- John Gasaway, ESPN Insider
There's a problem with measuring how important the ability to make 3-point shots is in the NCAA tournament. By definition, the best teams in the country tend to do without 3s. With the outstanding exception of Ohio State last year, teams given a No. 1 seed by the NCAA selection committee don't attempt many shots from beyond the arc.
Such teams don't succeed because they stay away from 3s, of course. It's just that top seeds like Kentucky, Syracuse, North Carolina and Michigan State feel they have adequate means at their disposal to score enough points in the paint. More often than not, those top seeds have been proven correct.
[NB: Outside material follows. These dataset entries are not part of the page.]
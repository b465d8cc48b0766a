use std::collections::BTreeMap;

use k8s_openapi::api::core::v1::{EnvVar, Volume};

use super::*;
use crate::api::v1alpha1::{NotaryServer, NotarySigner};
use crate::images;

pub const SERVER_PORT: i32 = 4443;
pub const SIGNER_PORT: i32 = 7899;
pub const SIGNER_HTTP_PORT: i32 = 4444;

const KEY_ALGORITHM: &str = "ecdsa";
const DEFAULT_ALIAS: &str = "defaultalias";

const CERTIFICATE_VOLUME: &str = "certificates";
const TOKEN_VOLUME: &str = "token-certificate";
const MIGRATIONS_VOLUME: &str = "migrations";
const MIGRATIONS_DIR: &str = "/migrations";

const DATABASE_URL: &str =
    "postgres://$(DB_USERNAME):$(DB_PASSWORD)@$(DB_HOST):$(DB_PORT)/$(DB_DATABASE)?sslmode=$(DB_SSL)";

/// Init containers bringing the notary schema up to date.
///
/// The schema files ship in the notary image and are copied to a shared
/// volume for the migrate tool.
fn migration_containers(
    images: &ImageStore,
    notary_image: &str,
    flavor: &str,
    database_secret: &str,
    version: &str,
) -> Result<Vec<Container>> {
    let migrations = mount(MIGRATIONS_VOLUME, "/shared", None);
    let copy = Container {
        command: Some(vec!["sh".to_string(), "-c".to_string()]),
        args: Some(vec![format!("cp -r {MIGRATIONS_DIR}/. /shared/")]),
        volume_mounts: Some(vec![migrations]),
        ..base_container("copy-migrations", notary_image, None)
    };

    let migrate_image = images.get_image(images::NOTARY_MIGRATE, version)?;
    let migrate = Container {
        env: Some(database_env("DB_", database_secret)),
        args: Some(vec![
            format!("-path={MIGRATIONS_DIR}/{flavor}/postgresql"),
            format!("-database={DATABASE_URL}"),
            "up".to_string(),
        ]),
        volume_mounts: Some(vec![read_only_mount(MIGRATIONS_VOLUME, MIGRATIONS_DIR, None)]),
        ..base_container("init-db", &migrate_image, None)
    };

    Ok(vec![copy, migrate])
}

fn notary_volumes(config_map: &str, certificate_secret: &str) -> Vec<Volume> {
    vec![
        config_map_volume(TEMPLATE_VOLUME, config_map),
        empty_dir_volume(CONFIG_VOLUME),
        empty_dir_volume(MIGRATIONS_VOLUME),
        secret_volume(CERTIFICATE_VOLUME, certificate_secret, &[]),
    ]
}

/// Splits `https://host:port` into host and port, defaulting to the signer port.
fn signer_address(url: &str) -> (String, String) {
    let authority = url
        .split_once("://")
        .map(|(_, rest)| rest)
        .unwrap_or(url)
        .trim_end_matches('/');
    match authority.rsplit_once(':') {
        Some((host, port)) => (host.to_string(), port.to_string()),
        None => (authority.to_string(), SIGNER_PORT.to_string()),
    }
}

impl Component for NotaryServer {
    const COMPONENT: &'static str = "notary-server";

    fn component_status(&self) -> Option<&ComponentStatus> {
        self.status.as_ref()
    }

    fn render(&self, ctx: &RenderContext) -> Result<Vec<DesiredObject>> {
        let spec = &self.spec;
        let name = self.normalize_name(Self::COMPONENT);
        let labels = self.selector_labels();
        let image = ctx
            .images
            .resolve(spec.component.image.as_deref(), images::NOTARY_SERVER, &spec.version)?;

        let mut init = migration_containers(
            ctx.images,
            &image,
            "server",
            &spec.database_secret,
            &spec.version,
        )?;
        init.push(config_init_container(
            ctx.images,
            &[(&templates::NOTARY_SERVER, templates::NOTARY_SERVER.content)],
            self.config_env(),
            &[],
            vec![],
        )?);

        let server = Container {
            ports: Some(vec![container_port("https", SERVER_PORT)]),
            liveness_probe: Some(http_probe("/_notary_server/health", SERVER_PORT, Some(10))),
            readiness_probe: Some(http_probe("/_notary_server/health", SERVER_PORT, None)),
            volume_mounts: Some(vec![
                read_only_mount(
                    CONFIG_VOLUME,
                    &format!("/etc/notary/{}", templates::NOTARY_SERVER.file),
                    Some(templates::NOTARY_SERVER.file),
                ),
                read_only_mount(CERTIFICATE_VOLUME, "/etc/notary/certificates", None),
                read_only_mount(TOKEN_VOLUME, "/etc/notary/token", None),
            ]),
            ..base_container("notary-server", &image, Some(&spec.component))
        };

        let mut volumes = notary_volumes(&name, &spec.certificate_secret);
        volumes.push(secret_volume(TOKEN_VOLUME, &spec.token_secret, &[]));

        Ok(vec![
            DesiredObject::new(config_map(
                self.owned_meta(Self::COMPONENT),
                BTreeMap::from([(
                    templates::NOTARY_SERVER.file.to_string(),
                    templates::NOTARY_SERVER.content.to_string(),
                )]),
            )),
            DesiredObject::new(service(
                self.owned_meta(Self::COMPONENT),
                labels.clone(),
                &[("https", SERVER_PORT, SERVER_PORT)],
            )),
            DesiredObject::new(deployment(
                self.owned_meta(Self::COMPONENT),
                labels,
                spec.component.replicas,
                pod_spec(&spec.component, vec![server], init, volumes),
            )),
        ])
    }
}

impl NotaryServer {
    fn config_env(&self) -> Vec<EnvVar> {
        let spec = &self.spec;
        let (signer_host, signer_port) = signer_address(&spec.signer_url);
        let mut vars = vec![
            env("PORT", SERVER_PORT),
            env("SIGNER_HOST", signer_host),
            env("SIGNER_PORT", signer_port),
            env("KEY_ALGORITHM", KEY_ALGORITHM),
            env("LOG_LEVEL", spec.log_level),
            env("TOKEN_SERVICE_URL", &spec.token_service_url),
        ];
        vars.extend(database_env("DB_", &spec.database_secret));
        vars
    }
}

impl Component for NotarySigner {
    const COMPONENT: &'static str = "notary-signer";

    fn component_status(&self) -> Option<&ComponentStatus> {
        self.status.as_ref()
    }

    fn render(&self, ctx: &RenderContext) -> Result<Vec<DesiredObject>> {
        let spec = &self.spec;
        let name = self.normalize_name(Self::COMPONENT);
        let labels = self.selector_labels();
        let image = ctx
            .images
            .resolve(spec.component.image.as_deref(), images::NOTARY_SIGNER, &spec.version)?;
        let config = templates::NOTARY_SIGNER.fill(&[("DEFAULT_ALIAS", DEFAULT_ALIAS.to_string())]);

        let mut config_env = vec![
            env("PORT", SIGNER_PORT),
            env("HTTP_PORT", SIGNER_HTTP_PORT),
            env("LOG_LEVEL", spec.log_level),
        ];
        config_env.extend(database_env("DB_", &spec.database_secret));

        let mut init = migration_containers(
            ctx.images,
            &image,
            "signer",
            &spec.database_secret,
            &spec.version,
        )?;
        init.push(config_init_container(
            ctx.images,
            &[(&templates::NOTARY_SIGNER, config.as_str())],
            config_env,
            &[],
            vec![],
        )?);

        let signer = Container {
            ports: Some(vec![
                container_port("grpc", SIGNER_PORT),
                container_port("http", SIGNER_HTTP_PORT),
            ]),
            env: Some(vec![secret_env(
                &format!("NOTARY_SIGNER_{}", DEFAULT_ALIAS.to_uppercase()),
                &spec.passphrase_secret,
                "passphrase",
            )]),
            liveness_probe: Some(http_probe("/health", SIGNER_HTTP_PORT, Some(10))),
            readiness_probe: Some(http_probe("/health", SIGNER_HTTP_PORT, None)),
            volume_mounts: Some(vec![
                read_only_mount(
                    CONFIG_VOLUME,
                    &format!("/etc/notary/{}", templates::NOTARY_SIGNER.file),
                    Some(templates::NOTARY_SIGNER.file),
                ),
                read_only_mount(CERTIFICATE_VOLUME, "/etc/notary/certificates", None),
            ]),
            ..base_container("notary-signer", &image, Some(&spec.component))
        };

        Ok(vec![
            DesiredObject::new(config_map(
                self.owned_meta(Self::COMPONENT),
                BTreeMap::from([(templates::NOTARY_SIGNER.file.to_string(), config)]),
            )),
            DesiredObject::new(service(
                self.owned_meta(Self::COMPONENT),
                labels.clone(),
                &[("grpc", SIGNER_PORT, SIGNER_PORT)],
            )),
            DesiredObject::new(deployment(
                self.owned_meta(Self::COMPONENT),
                labels,
                spec.component.replicas,
                pod_spec(
                    &spec.component,
                    vec![signer],
                    init,
                    notary_volumes(&name, &spec.certificate_secret),
                ),
            )),
        ])
    }
}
Not every team has that luxury, however. So with the brackets set for this year's tournament, we can take a look at which offenses in the field of 68 rely most heavily on 3-point attempts. By definition these offenses will be somewhat more susceptible to swings in performance -- both for better and for worse -- than other tournament teams on that side of the ball, though it's a susceptibility that can be mitigated with consistency in other areas (taking care of the ball, getting to the line, etc.).
Also note that you'll see some overlap between this list and a ranking of perimeter-oriented offenses that I did earlier this season. In fact every team I talked about back then made the tournament. Maybe there's something to this so-called "3-point shot" the youngsters talk about nowadays.
By the way, the numbers below refer to the percentage of each team's shot attempts that were 3s in conference play. If you're about to face one of these perimeter-oriented outfits, you need to hope the 3s aren't falling for your opponent this week:
Florida Gators (3FGA/FGA: 0.45)
The Gators were never really able to piece together enough really "good" wins this season to impress the selection committee or fans in general, so Billy Donovan's team is seeded on the 7-line in the West. Florida will face Virginia in Omaha, and to call this matchup an instance of good offense versus good defense would be an understatement.